Putting so much emphasis into securing big names is that those names can dominate development, whether for good or for ill. We’ll never know what went on in development meetings, where ideas were bandied back and forth, but Crucible had far too many mistakes – no mini-map, no voice chat, too many modes, too-large maps – that were pointed out by gamers on day one that had to have been brought up, either by employees or by testers, prior to launch. The fact that they weren’t addressed until after the game’s launch is a strong indicator that they were likely dismissed by someone with “experience” who “knew better” and had the final say in such matters.

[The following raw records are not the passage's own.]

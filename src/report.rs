use crate::record::GameRecord;
use crate::stats::RaceStats;
use ncaa_api::GameStatus;
use ncaa_api::clock::{format_elapsed, period_label};
use std::io::{self, Write};

fn status_tag(status: GameStatus) -> &'static str {
    match status {
        GameStatus::Final => "F",
        GameStatus::InProgress => "LIVE",
        GameStatus::Scheduled => "SCHED",
        GameStatus::Postponed => "PPD",
        GameStatus::Canceled => "CANC",
    }
}

/// One human-readable line per game.
pub fn format_record(record: &GameRecord) -> String {
    let game = &record.game;
    let date = game
        .start_time
        .map(|t| t.format("%Y-%m-%d").to_string())
        .unwrap_or_else(|| "----------".into());
    let mut status = status_tag(game.status).to_owned();
    if game.is_final() && game.is_overtime() {
        status.push_str(&format!("/{}", period_label(game.period)));
    }
    let head = format!(
        "{date}  {:<40} {:>3}-{:<3} {status:<6}",
        game.matchup(),
        game.away_score,
        game.home_score
    );

    let Some(event) = &record.event else {
        return format!("{head} | nobody reached {}", record.threshold);
    };

    let team = record.crossing_team_name().unwrap_or("?");
    let outcome = match record.r69w {
        Some(true) => "R69W",
        Some(false) => "R69L",
        None => "",
    };
    format!(
        "{head} | {team} to {} at {} ({} {}), {:+}, {}-{} {outcome}",
        record.threshold,
        format_elapsed(event.elapsed_seconds),
        period_label(event.period),
        game_clock(event.elapsed_seconds, event.period),
        event.margin,
        event.team_score,
        event.opponent_score,
    )
    .trim_end()
    .to_owned()
}

/// Clock remaining in the crossing period, reconstructed from the elapsed counter.
fn game_clock(elapsed: u32, period: u8) -> String {
    use ncaa_api::clock::{OVERTIME_PERIOD_SECS, REGULATION_PERIOD_SECS};
    let (start, length) = match period {
        0 | 1 => (0, REGULATION_PERIOD_SECS),
        2 => (REGULATION_PERIOD_SECS, REGULATION_PERIOD_SECS),
        p => (
            2 * REGULATION_PERIOD_SECS + u32::from(p - 3) * OVERTIME_PERIOD_SECS,
            OVERTIME_PERIOD_SECS,
        ),
    };
    let remaining = (start + length).saturating_sub(elapsed).min(length);
    format_elapsed(remaining)
}

pub fn write_record(out: &mut impl Write, record: &GameRecord, json: bool) -> io::Result<()> {
    if json {
        serde_json::to_writer(&mut *out, record)?;
        writeln!(out)
    } else {
        writeln!(out, "{}", format_record(record))
    }
}

pub fn write_summary(
    out: &mut impl Write,
    stats: &RaceStats,
    failed: usize,
    json: bool,
) -> io::Result<()> {
    if json {
        let summary = serde_json::json!({ "summary": stats, "failed": failed });
        serde_json::to_writer(&mut *out, &summary)?;
        writeln!(out)
    } else {
        writeln!(out)?;
        write!(out, "{stats}")?;
        if failed > 0 {
            writeln!(out, "Failed fetches:   {failed}")?;
        }
        Ok(())
    }
}
use crate::record::GameRecord;
use ncaa_api::clock::{format_elapsed, period_label};
use serde::Serialize;
use std::fmt;

/// Margin ranges used when asking "how often does the first team to 69 hold on?".
#[derive(Debug, Clone, Copy, PartialEq, Eq, PartialOrd, Ord, Serialize)]
pub enum MarginBucket {
    Down15Plus,
    Down11To15,
    Down6To10,
    Down1To5,
    Tied,
    Up1To5,
    Up6To10,
    Up11To15,
    Up15Plus,
}

impl MarginBucket {
    pub fn of(margin: i32) -> Self {
        match margin {
            i32::MIN..=-16 => MarginBucket::Down15Plus,
            -15..=-11 => MarginBucket::Down11To15,
            -10..=-6 => MarginBucket::Down6To10,
            -5..=-1 => MarginBucket::Down1To5,
            0 => MarginBucket::Tied,
            1..=5 => MarginBucket::Up1To5,
            6..=10 => MarginBucket::Up6To10,
            11..=15 => MarginBucket::Up11To15,
            16..=i32::MAX => MarginBucket::Up15Plus,
        }
    }

    pub fn label(&self) -> &'static str {
        match self {
            MarginBucket::Down15Plus => "Down 15+",
            MarginBucket::Down11To15 => "Down 11-15",
            MarginBucket::Down6To10 => "Down 6-10",
            MarginBucket::Down1To5 => "Down 1-5",
            MarginBucket::Tied => "Tied",
            MarginBucket::Up1To5 => "Up 1-5",
            MarginBucket::Up6To10 => "Up 6-10",
            MarginBucket::Up11To15 => "Up 11-15",
            MarginBucket::Up15Plus => "Up 15+",
        }
    }
}

/// How long into the game the mark was reached, in 10 minute steps.
#[derive(Debug, Clone, Copy, PartialEq, Eq, PartialOrd, Ord, Serialize)]
pub enum TimeBucket {
    Under10,
    From10To20,
    From20To30,
    From30To40,
    Over40,
}

impl TimeBucket {
    pub fn of(elapsed_seconds: u32) -> Self {
        match elapsed_seconds {
            0..600 => TimeBucket::Under10,
            600..1200 => TimeBucket::From10To20,
            1200..1800 => TimeBucket::From20To30,
            1800..2400 => TimeBucket::From30To40,
            _ => TimeBucket::Over40,
        }
    }

    pub fn label(&self) -> &'static str {
        match self {
            TimeBucket::Under10 => "0-10 min",
            TimeBucket::From10To20 => "10-20 min",
            TimeBucket::From20To30 => "20-30 min",
            TimeBucket::From30To40 => "30-40 min",
            TimeBucket::Over40 => "40+ min",
        }
    }
}

#[derive(Debug, Clone, Copy, Default, PartialEq, Eq, Serialize)]
pub struct Tally {
    pub events: u32,
    pub wins: u32,
    pub losses: u32,
    margin_total: i64,
}

impl Tally {
    fn add(&mut self, r69w: Option<bool>, margin: i32) {
        self.events += 1;
        self.margin_total += i64::from(margin);
        match r69w {
            Some(true) => self.wins += 1,
            Some(false) => self.losses += 1,
            None => {}
        }
    }

    /// Wins over decided games, as a percentage.
    pub fn win_rate(&self) -> Option<f64> {
        let decided = self.wins + self.losses;
        (decided > 0).then(|| f64::from(self.wins) * 100.0 / f64::from(decided))
    }

    /// Mean margin at the crossing.
    pub fn average_margin(&self) -> Option<f64> {
        (self.events > 0).then(|| self.margin_total as f64 / f64::from(self.events))
    }
}

fn tally_into<K: Ord + Copy>(rows: &mut Vec<(K, Tally)>, key: K, r69w: Option<bool>, margin: i32) {
    let idx = match rows.binary_search_by_key(&key, |(k, _)| *k) {
        Ok(idx) => idx,
        Err(idx) => {
            rows.insert(idx, (key, Tally::default()));
            idx
        }
    };
    rows[idx].1.add(r69w, margin);
}

/// A memorable race: who crossed, against whom, and how it ended.
#[derive(Debug, Clone, PartialEq, Eq, Serialize)]
pub struct Extreme {
    pub game_id: String,
    pub team: String,
    pub opponent: String,
    pub margin: i32,
    /// Final margin from the crossing team's side.
    pub final_margin: i32,
}

impl Extreme {
    fn of(record: &GameRecord) -> Option<Self> {
        let event = record.event.as_ref()?;
        let game = &record.game;
        let (ours, theirs) = match event.side {
            ncaa_api::Side::Home => (&game.home, &game.away),
            ncaa_api::Side::Away => (&game.away, &game.home),
        };
        let (ours_final, theirs_final) = match event.side {
            ncaa_api::Side::Home => (game.home_score, game.away_score),
            ncaa_api::Side::Away => (game.away_score, game.home_score),
        };
        Some(Self {
            game_id: game.id.clone(),
            team: ours.short_name.clone(),
            opponent: theirs.short_name.clone(),
            margin: event.margin,
            final_margin: i32::from(ours_final) - i32::from(theirs_final),
        })
    }
}

/// Aggregate race outcomes over a batch of games.
#[derive(Debug, Clone, Default, Serialize)]
pub struct RaceStats {
    pub games: u32,
    pub overall: Tally,
    pub home_first: u32,
    pub overtime_events: u32,
    total_elapsed: u64,
    pub by_margin: Vec<(MarginBucket, Tally)>,
    pub by_period: Vec<(u8, Tally)>,
    pub by_time: Vec<(TimeBucket, Tally)>,
    /// Races where the crossing team was behind at the crossing.
    pub trailing: Tally,
    /// Won after crossing from furthest behind.
    pub biggest_comeback: Option<Extreme>,
    /// Lost after crossing with the biggest lead.
    pub biggest_blown_lead: Option<Extreme>,
    /// Crossing team lost the lead afterwards and got it back.
    pub comebacks: u32,
    pub nice_games: u32,
    pub double_nice_games: u32,
}

impl RaceStats {
    pub fn add(&mut self, record: &GameRecord) {
        self.games += 1;
        if record.game.is_final() {
            self.nice_games += u32::from(record.analytics.nice_score);
            self.double_nice_games += u32::from(record.analytics.double_nice);
        }
        let Some(event) = &record.event else {
            return;
        };

        let (r69w, margin) = (record.r69w, event.margin);
        self.overall.add(r69w, margin);
        self.total_elapsed += u64::from(event.elapsed_seconds);
        if event.is_home() {
            self.home_first += 1;
        }
        if event.period > 2 {
            self.overtime_events += 1;
        }
        if margin < 0 {
            self.trailing.add(r69w, margin);
        }
        if record.analytics.race.is_some_and(|race| race.comeback) {
            self.comebacks += 1;
        }

        tally_into(&mut self.by_margin, MarginBucket::of(margin), r69w, margin);
        tally_into(&mut self.by_period, event.period.max(1), r69w, margin);
        tally_into(&mut self.by_time, TimeBucket::of(event.elapsed_seconds), r69w, margin);

        match r69w {
            Some(true) if margin < 0 => {
                if self.biggest_comeback.as_ref().is_none_or(|e| margin < e.margin) {
                    self.biggest_comeback = Extreme::of(record);
                }
            }
            Some(false) if margin > 0 => {
                if self.biggest_blown_lead.as_ref().is_none_or(|e| margin > e.margin) {
                    self.biggest_blown_lead = Extreme::of(record);
                }
            }
            _ => {}
        }
    }

    pub fn average_elapsed(&self) -> Option<u32> {
        let events = u64::from(self.overall.events);
        (events > 0).then(|| u32::try_from(self.total_elapsed / events).unwrap_or(u32::MAX))
    }
}

impl<'a> FromIterator<&'a GameRecord> for RaceStats {
    fn from_iter<I: IntoIterator<Item = &'a GameRecord>>(iter: I) -> Self {
        let mut stats = RaceStats::default();
        for record in iter {
            stats.add(record);
        }
        stats
    }
}

fn pct(rate: Option<f64>) -> String {
    rate.map(|r| format!("{r:.1}%")).unwrap_or_else(|| "-".into())
}

fn avg(margin: Option<f64>) -> String {
    margin.map(|m| format!("{m:+.1}")).unwrap_or_else(|| "-".into())
}

fn write_table<K>(
    f: &mut fmt::Formatter<'_>,
    title: &str,
    rows: &[(K, Tally)],
    label: impl Fn(&K) -> String,
) -> fmt::Result {
    if rows.is_empty() {
        return Ok(());
    }
    writeln!(f)?;
    writeln!(
        f,
        "{title:<12} | {:>6} | {:>5} | {:>8} | {:>10}",
        "Games", "Wins", "Win rate", "Avg margin"
    )?;
    writeln!(f, "{}", "-".repeat(54))?;
    for (key, tally) in rows {
        writeln!(
            f,
            "{:<12} | {:>6} | {:>5} | {:>8} | {:>10}",
            label(key),
            tally.events,
            tally.wins,
            pct(tally.win_rate()),
            avg(tally.average_margin())
        )?;
    }
    Ok(())
}

fn write_extreme(f: &mut fmt::Formatter<'_>, title: &str, extreme: &Extreme) -> fmt::Result {
    writeln!(
        f,
        "{title:<18}{} {:+} at the mark vs {}, finished {:+} (game {})",
        extreme.team, extreme.margin, extreme.opponent, extreme.final_margin, extreme.game_id
    )
}

impl fmt::Display for RaceStats {
    fn fmt(&self, f: &mut fmt::Formatter<'_>) -> fmt::Result {
        writeln!(f, "Games scanned:    {}", self.games)?;
        writeln!(f, "Races detected:   {}", self.overall.events)?;
        writeln!(
            f,
            "R69W:             {} won, {} lost ({})",
            self.overall.wins,
            self.overall.losses,
            pct(self.overall.win_rate())
        )?;
        if let Some(avg) = self.average_elapsed() {
            writeln!(f, "Avg time to mark: {}", format_elapsed(avg))?;
        }
        writeln!(f, "Home first:       {}", self.home_first)?;
        writeln!(f, "In overtime:      {}", self.overtime_events)?;
        writeln!(f, "Comebacks:        {}", self.comebacks)?;
        writeln!(f, "Nice finals:      {} ({} double)", self.nice_games, self.double_nice_games)?;
        if self.trailing.events > 0 {
            writeln!(
                f,
                "Trailing at mark: {} won of {} ({})",
                self.trailing.wins,
                self.trailing.events,
                pct(self.trailing.win_rate())
            )?;
        }
        if let Some(extreme) = &self.biggest_comeback {
            write_extreme(f, "Biggest comeback: ", extreme)?;
        }
        if let Some(extreme) = &self.biggest_blown_lead {
            write_extreme(f, "Biggest collapse: ", extreme)?;
        }

        write_table(f, "Margin", &self.by_margin, |b| b.label().to_owned())?;
        write_table(f, "Period", &self.by_period, |p| period_label(*p))?;
        write_table(f, "Time to mark", &self.by_time, |t| t.label().to_owned())?;
        Ok(())
    }
}
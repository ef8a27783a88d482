use crate::archive;
use crate::record::GameRecord;
use crate::report;
use crate::state::app_settings::AppSettings;
use crate::state::messages::IngestResponse;
use crate::stats::RaceStats;
use chrono::NaiveDate;
use log::{debug, error, info};
use std::collections::HashSet;
use std::io::{self, Write};

#[derive(Debug, Clone, Copy, PartialEq, Eq)]
pub enum RunMode {
    /// Report every scanned game, summarize at the end.
    Batch,
    /// Report a game only the first time its race is seen.
    Watch,
}

pub struct App {
    pub settings: AppSettings,
    pub mode: RunMode,
    pub records: Vec<GameRecord>,
    pub failed: usize,
    pub errors: usize,
    pub archived_plays: usize,
    archive: Option<Box<dyn Write>>,
    /// Watch mode: games already reported / archived on `watch_date`.
    reported: HashSet<String>,
    archived: HashSet<String>,
    watch_date: Option<NaiveDate>,
}

impl App {
    pub fn new(settings: AppSettings, mode: RunMode) -> Self {
        Self {
            settings,
            mode,
            records: Vec::new(),
            failed: 0,
            errors: 0,
            archived_plays: 0,
            archive: None,
            reported: HashSet::new(),
            archived: HashSet::new(),
            watch_date: None,
        }
    }

    /// Send archived play rows to `archive` as they arrive.
    pub fn with_archive(mut self, archive: Option<Box<dyn Write>>) -> Self {
        self.archive = archive;
        self
    }

    // -----------------------------------------------------------------------
    // Ingest response handlers — called from the main loop
    // -----------------------------------------------------------------------

    pub fn on_response(
        &mut self,
        response: IngestResponse,
        out: &mut impl Write,
    ) -> io::Result<()> {
        match response {
            IngestResponse::GameScanned { record } => self.on_record(record, out),
            IngestResponse::DateScanned { date, records, failed } => {
                info!("{date}: {} games scanned, {failed} failed", records.len());
                self.failed += failed;
                if self.mode == RunMode::Watch {
                    self.roll_over(date);
                }
                for record in records {
                    self.on_record(record, out)?;
                }
                Ok(())
            }
            IngestResponse::Error { message } => {
                error!("{message}");
                self.errors += 1;
                Ok(())
            }
        }
    }

    fn on_record(&mut self, mut record: GameRecord, out: &mut impl Write) -> io::Result<()> {
        match self.mode {
            RunMode::Batch => {
                report::write_record(out, &record, self.settings.json)?;
                self.archive_plays(&mut record)?;
                self.records.push(record);
            }
            RunMode::Watch => {
                // The race is single-shot per game; live rescans must not repeat it.
                if record.event.is_some() && self.reported.insert(record.game.id.clone()) {
                    report::write_record(out, &record, self.settings.json)?;
                }
                // Play-by-play is only complete once the game is over.
                if record.game.is_final() && self.archived.insert(record.game.id.clone()) {
                    self.archive_plays(&mut record)?;
                }
            }
        }
        Ok(())
    }

    fn archive_plays(&mut self, record: &mut GameRecord) -> io::Result<()> {
        let rows = std::mem::take(&mut record.plays);
        if let Some(sink) = self.archive.as_mut() {
            archive::write_rows(sink, &rows)?;
            self.archived_plays += rows.len();
        }
        Ok(())
    }

    /// A new scoreboard day has nothing in common with the last one.
    fn roll_over(&mut self, date: NaiveDate) {
        if self.watch_date.is_some_and(|current| current != date) {
            debug!("watching {date}, forgetting {} reported games", self.reported.len());
            self.reported.clear();
            self.archived.clear();
        }
        self.watch_date = Some(date);
    }

    pub fn stats(&self) -> RaceStats {
        self.records.iter().collect()
    }

    /// Summary for multi-game runs.
    pub fn finish(&mut self, out: &mut impl Write) -> io::Result<()> {
        if self.records.len() > 1 || self.failed > 0 {
            report::write_summary(out, &self.stats(), self.failed, self.settings.json)?;
        }
        if let Some(archive) = self.archive.as_mut() {
            archive.flush()?;
            info!("archived {} plays", self.archived_plays);
        }
        out.flush()
    }
}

Then there’s the mater of Amazon’s proprietary Lumberyard engine. It hasn’t caught on like Amazon hoped and has been playing catch-up with the more popular Unity and Unreal Engine ever since its early days. It might someday become popular, but the notion that it would come along fast enough to facilitate the development of three AAA games in just a few years was folly.
That brings us to that third game and what, if anything, Amazon can do about it. New World has been pushed back to a spring 2021 launch, but even that seems to have been an absurdly late decision. On April 9, it pushed the May launch back to August, and as late as July 9 – one day before this post – New World was still publicly on track for an Aug. 25 launch.
Let me emphasize that: Twice this year, Amazon thought that the launch of its big AAA MMORPG was six weeks out before deciding a short time later that it was actually around nine months away from being ready. That does not strike me as a company that has a realistic view of its capabilities. Yes, COVID-19 has messed with everyone’s schedules, but going from “next month” to “next spring” represents a huge miscalculation.
If you’re inclined to think optimistically, maybe this latest delay was the result of Amazon getting the wake-up call it needed and seeing what happens to a game that’s released in a state like Crucible, which went back into closed beta just before New World’s second delay was announced. Perhaps the dev team realized that game was already reeling from its mistakes and that trying to push out New World in its current state would be suicidal. Maybe Amazon is finally learning the lesson that it can’t do everything simply because it’s Amazon.
If it can learn the final lesson and listen to voices other than those coming from its most well-paid employees, then New World might still have a chance.